So Foot

Histoire vraie.

Le 6 novembre 2004, les joueurs de Rodez s’envolent vers la Corse pour affronter la réserve du SC Bastia. Alors qu’ils survolent la Méditerran­ée, la porte de l’appareil explose. Parmi les rescapés de l’accident, un miraculé: Patrick Videira.

- TOUS PROPOS RECUEILLIS PAR THOMAS ANDREI À BORGO, (CORSE) / ILLUSTRATI­ON: PEP BOATELLA

En 2004, les joueurs de Rodez s’envolent vers la Corse pour affronter la réserve du SC Bastia. Un voyage dont Patrick Videira se souviendra toute sa vie… et vous aussi.

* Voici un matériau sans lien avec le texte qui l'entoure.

#[cfg(test)]
mod tests {
    use super::*;
    use crate::{
        analysis::{
            key_levels::{KeyLevel, KeyLevelKind, KeyLevels},
            multi_timeframe::Structure,
        },
        candle::{Candle, CandleSet},
        strategy::test_utils::bundle,
    };

    /// Bullish bars stepping 1% higher each, with a firm close.
    fn rising(start: f64, count: usize) -> Vec<Candle> {
        (0..count)
            .map(|i| {
                let base = start * (1.0 + 0.01 * i as f64);
                Candle::new(i as i64, base, base * 1.006, base * 0.998, base * 1.005, 10.0)
            })
            .collect()
    }

    /// Bearish bars stepping 1% lower each, with a weak close.
    fn falling(start: f64, count: usize) -> Vec<Candle> {
        (0..count)
            .map(|i| {
                let base = start * (1.0 - 0.01 * i as f64);
                Candle::new(i as i64, base, base * 1.002, base * 0.994, base * 0.995, 10.0)
            })
            .collect()
    }

    fn level(price: f64, kind: KeyLevelKind) -> KeyLevel {
        KeyLevel {
            price,
            kind,
            timeframe: Timeframe::D1,
            significance: 3,
            touches: None,
        }
    }

    fn uptrend_bundle() -> AnalysisBundle {
        bundle(
            CandleSet::new()
                .with(Timeframe::D1, rising(100.0, 12))
                .with(Timeframe::H4, rising(100.0, 12))
                .with(Timeframe::H1, rising(100.0, 12)),
        )
    }

    fn analysis(trend: Trend, bias: Bias) -> TimeframeAnalysis {
        TimeframeAnalysis {
            timeframe: Timeframe::D1,
            trend,
            bias,
            confidence: 0.9,
            sma_alignment: true,
            structure: Structure::Consolidation,
        }
    }

    #[test]
    fn test_direction() {
        struct TestCase {
            input: (TimeframeAnalysis, TimeframeAnalysis),
            expected: Option<SignalSide>,
        }

        let tests = vec![
            TestCase {
                // TC0: daily and 4h both up
                input: (analysis(Trend::Up, Bias::Bullish), analysis(Trend::Up, Bias::Bullish)),
                expected: Some(SignalSide::Long),
            },
            TestCase {
                // TC1: daily neutral leaning bullish, 4h bullish
                input: (
                    analysis(Trend::Neutral, Bias::Bullish),
                    analysis(Trend::Neutral, Bias::Bullish),
                ),
                expected: Some(SignalSide::Long),
            },
            TestCase {
                // TC2: daily up, 4h down
                input: (analysis(Trend::Up, Bias::Bullish), analysis(Trend::Down, Bias::Bearish)),
                expected: None,
            },
            TestCase {
                // TC3: daily and 4h both down
                input: (analysis(Trend::Down, Bias::Bearish), analysis(Trend::Down, Bias::Bearish)),
                expected: Some(SignalSide::Short),
            },
            TestCase {
                // TC4: no lean at all
                input: (
                    analysis(Trend::Neutral, Bias::Neutral),
                    analysis(Trend::Up, Bias::Bullish),
                ),
                expected: None,
            },
        ];

        for (index, test) in tests.into_iter().enumerate() {
            let actual = direction(&test.input.0, &test.input.1);
            assert_eq!(actual, test.expected, "TC{} failed", index);
        }
    }

    #[test]
    fn test_missing_daily_is_flat() {
        let result = TrendFollowing.generate(&bundle(
            CandleSet::new().with(Timeframe::H1, rising(100.0, 12)),
        ));

        assert_eq!(result.signal, SignalSide::Flat);
        assert_eq!(result.reason, "Daily timeframe data not available");
        assert_eq!(result.confidence, 0.1);
    }

    #[test]
    fn test_aligned_uptrend_is_long() {
        let candles = CandleSet::new()
            .with(Timeframe::D1, rising(100.0, 12))
            .with(Timeframe::H4, rising(100.0, 12))
            .with(Timeframe::H1, rising(100.0, 12));
        let input = bundle(candles);
        let result = TrendFollowing.generate(&input);

        assert_eq!(result.signal, SignalSide::Long);
        assert_eq!(result.setup, Setup::TrendModel);
        assert_eq!(result.market_state, MarketState::OutOfBalance);
        assert!(result.confidence > 0.0 && result.confidence <= MAX_CONFIDENCE);
        assert!(result.stop_loss < result.entry);
        assert!(result.target > result.entry);
        assert!(result.reason.starts_with(
            "Multi-timeframe analysis: Daily UP, 4H UP, confluence score 100%."
        ));
    }

    #[test]
    fn test_long_price_targets_use_nearest_levels() {
        let candles = CandleSet::new()
            .with(Timeframe::D1, rising(100.0, 12))
            .with(Timeframe::H4, rising(100.0, 12))
            .with(Timeframe::H1, rising(100.0, 12));
        let mut input = bundle(candles);
        input.key_levels = crate::analysis::key_levels::KeyLevels::from_unsorted(vec![]);

        // No levels and no 5m data: stop at the current price, target +2%
        let current = input.current_price().unwrap();
        let (entry, stop, target) = price_targets(&input, SignalSide::Long).unwrap();

        assert_eq!(entry, current);
        assert!((stop - current * 0.99).abs() < 1e-9);
        assert!((target - current * 1.02 * 1.01).abs() < 1e-9);
    }

    #[test]
    fn test_confidence_policy() {
        struct TestCase {
            daily_confidence: f64,
            four_hour_confidence: f64,
            flow_confirms: bool,
            volume_nodes: bool,
            /// Nearest resistance as a multiple of the current price
            resistance: f64,
            confluence: f64,
            expected: f64,
        }

        let tests = vec![
            TestCase {
                // TC0: weighted timeframe confidence, nothing penalised
                daily_confidence: 0.8,
                four_hour_confidence: 0.6,
                flow_confirms: true,
                volume_nodes: true,
                resistance: 1.05,
                confluence: 1.0,
                expected: 0.74,
            },
            TestCase {
                // TC1: order flow does not confirm
                daily_confidence: 0.8,
                four_hour_confidence: 0.6,
                flow_confirms: false,
                volume_nodes: true,
                resistance: 1.05,
                confluence: 1.0,
                expected: 0.74 * 0.7,
            },
            TestCase {
                // TC2: no high or low volume nodes
                daily_confidence: 0.8,
                four_hour_confidence: 0.6,
                flow_confirms: true,
                volume_nodes: false,
                resistance: 1.05,
                confluence: 1.0,
                expected: 0.74 * 0.6,
            },
            TestCase {
                // TC3: reward / risk below 1.5
                daily_confidence: 0.8,
                four_hour_confidence: 0.6,
                flow_confirms: true,
                volume_nodes: true,
                resistance: 1.01,
                confluence: 1.0,
                expected: 0.74 * 0.7,
            },
            TestCase {
                // TC4: every penalty, scaled by a 50% confluence
                daily_confidence: 0.8,
                four_hour_confidence: 0.6,
                flow_confirms: false,
                volume_nodes: false,
                resistance: 1.01,
                confluence: 0.5,
                expected: 0.74 * 0.7 * 0.6 * 0.7 * 0.75,
            },
            TestCase {
                // TC5: capped
                daily_confidence: 1.0,
                four_hour_confidence: 1.0,
                flow_confirms: true,
                volume_nodes: true,
                resistance: 1.05,
                confluence: 1.0,
                expected: MAX_CONFIDENCE,
            },
        ];

        for (index, test) in tests.into_iter().enumerate() {
            let mut input = uptrend_bundle();
            let current = input.current_price().unwrap();

            let analyses = &mut input.multi_timeframe.analyses;
            if let Some(daily) = analyses.get_mut(&Timeframe::D1) {
                daily.confidence = test.daily_confidence;
            }
            if let Some(four_hour) = analyses.get_mut(&Timeframe::H4) {
                four_hour.confidence = test.four_hour_confidence;
            }
            input.multi_timeframe.confluence_score = test.confluence;

            input.order_flow.cvd = 1_000;
            input.order_flow.delta_imbalance = 0.6;
            input.order_flow.volume_cluster = if test.flow_confirms {
                VolumeCluster::AboveAverage
            } else {
                VolumeCluster::Average
            };

            input.volume_profile.lvn.clear();
            input.volume_profile.hvn = if test.volume_nodes {
                input.volume_profile.bins[..1].to_vec()
            } else {
                Vec::new()
            };

            // Stop 0.98 * 0.99 below entry, target `resistance` * 1.01 above it
            input.key_levels = KeyLevels::from_unsorted(vec![
                level(current * 0.98, KeyLevelKind::DailyLow),
                level(current * test.resistance, KeyLevelKind::DailyHigh),
            ]);

            let actual = TrendFollowing.generate(&input);
            assert_eq!(actual.signal, SignalSide::Long, "TC{} failed", index);
            assert!(
                (actual.confidence - test.expected).abs() < 1e-9,
                "TC{} failed: {} != {}",
                index,
                actual.confidence,
                test.expected
            );
        }
    }

    #[test]
    fn test_aligned_downtrend_is_short() {
        let input = bundle(
            CandleSet::new()
                .with(Timeframe::D1, falling(100.0, 12))
                .with(Timeframe::H4, falling(100.0, 12))
                .with(Timeframe::H1, falling(100.0, 12)),
        );
        let result = TrendFollowing.generate(&input);

        assert_eq!(result.signal, SignalSide::Short);
        assert_eq!(result.setup, Setup::TrendModel);
        assert_eq!(result.market_state, MarketState::OutOfBalance);
        assert!(result.stop_loss > result.entry);
        assert!(result.target < result.entry);
        assert!(result.reason.starts_with("Multi-timeframe analysis: Daily DOWN, 4H DOWN"));
    }

    #[test]
    fn test_short_price_targets() {
        struct TestCase {
            /// (support, resistance) as multiples of the current price
            levels: Option<(f64, f64)>,
            /// Highest 5m high as a multiple of the current price
            five_minute_high: Option<f64>,
            expected_stop: f64,
            expected_target: f64,
        }

        let tests = vec![
            TestCase {
                // TC0: 5m high beyond the nearest resistance
                levels: Some((0.97, 1.02)),
                five_minute_high: Some(1.03),
                expected_stop: 1.03 * 1.01,
                expected_target: 0.97 * 0.99,
            },
            TestCase {
                // TC1: nearest resistance beyond the 5m high
                levels: Some((0.97, 1.04)),
                five_minute_high: Some(1.03),
                expected_stop: 1.04 * 1.01,
                expected_target: 0.97 * 0.99,
            },
            TestCase {
                // TC2: no levels and no 5m data
                levels: None,
                five_minute_high: None,
                expected_stop: 1.01,
                expected_target: 0.98 * 0.99,
            },
        ];

        for (index, test) in tests.into_iter().enumerate() {
            let hourly = falling(100.0, 12);
            let current = hourly[hourly.len() - 1].close;

            let mut candles = CandleSet::new()
                .with(Timeframe::D1, falling(100.0, 12))
                .with(Timeframe::H4, falling(100.0, 12))
                .with(Timeframe::H1, hourly);
            if let Some(high) = test.five_minute_high {
                let five_minute = Candle::new(0, current, current * high, current, current, 10.0);
                candles.insert(Timeframe::M5, vec![five_minute]);
            }

            let mut input = bundle(candles);
            input.key_levels = match test.levels {
                Some((support, resistance)) => KeyLevels::from_unsorted(vec![
                    level(current * support, KeyLevelKind::DailyLow),
                    level(current * resistance, KeyLevelKind::DailyHigh),
                ]),
                None => KeyLevels::from_unsorted(vec![]),
            };

            let (entry, stop, target) = price_targets(&input, SignalSide::Short).unwrap();
            assert_eq!(entry, current, "TC{} failed", index);
            assert!((stop - current * test.expected_stop).abs() < 1e-9, "TC{} failed", index);
            assert!((target - current * test.expected_target).abs() < 1e-9, "TC{} failed", index);
        }
    }
}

“Mon coéquipier m’a dit de lui attraper la main. C’était un moment de survie, je n’ai pas réfléchi. Même si j’avais été suspendu dans le vide pendant deux heures, je n’aurais pas lâché sa main” Patrick Videira, miraculé

Au dessus de l’aérodrome, le ciel est d’un bleu limpide. Dans leurs survêtemen­ts gris, les joueurs du Rodez Aveyron Football sont tout sourire. Ils ont beau être en CFA, ils se déplacent en jet privé, celui du président du club, Joël Pilon, ponte des magasins Leclerc de la région. Seul hic, le jet ne dispose que de huit places, alors deux traversées sont prévues pour rallier Bastia. Le deuxième gardien fait partie de ceux qui doivent être du premier voyage, mais celui-ci déclare forfait peu avant d’embarquer, en raison de l’accoucheme­nt de sa femme. Patrick Videira, milieu défensif formé au PSG, prend alors sa place. À bord, il choisit d’occuper un siège individuel, situé face à la porte de l’appareil. Perpendicu­lairement à lui, deux canapés disposés face à face accueillen­t les autres joueurs, qui entament une partie de cartes. “Il lisait l’Équipe, puis d’un coup, il a eu envie de pisser en plein vol, se souvient son coach, Régis Brouard. Le souci, c’est qu’il n’y avait pas de chiottes, alors on lui a dit: ‘Patrick, tu nous emmerdes. T’as qu’à le faire dans une bouteille!’” Videira s’exécute. “Je me suis rassis, j’ai attaché ma ceinture, chose que je ne faisais pourtant jamais… Puis, la porte de l’avion a explosé…”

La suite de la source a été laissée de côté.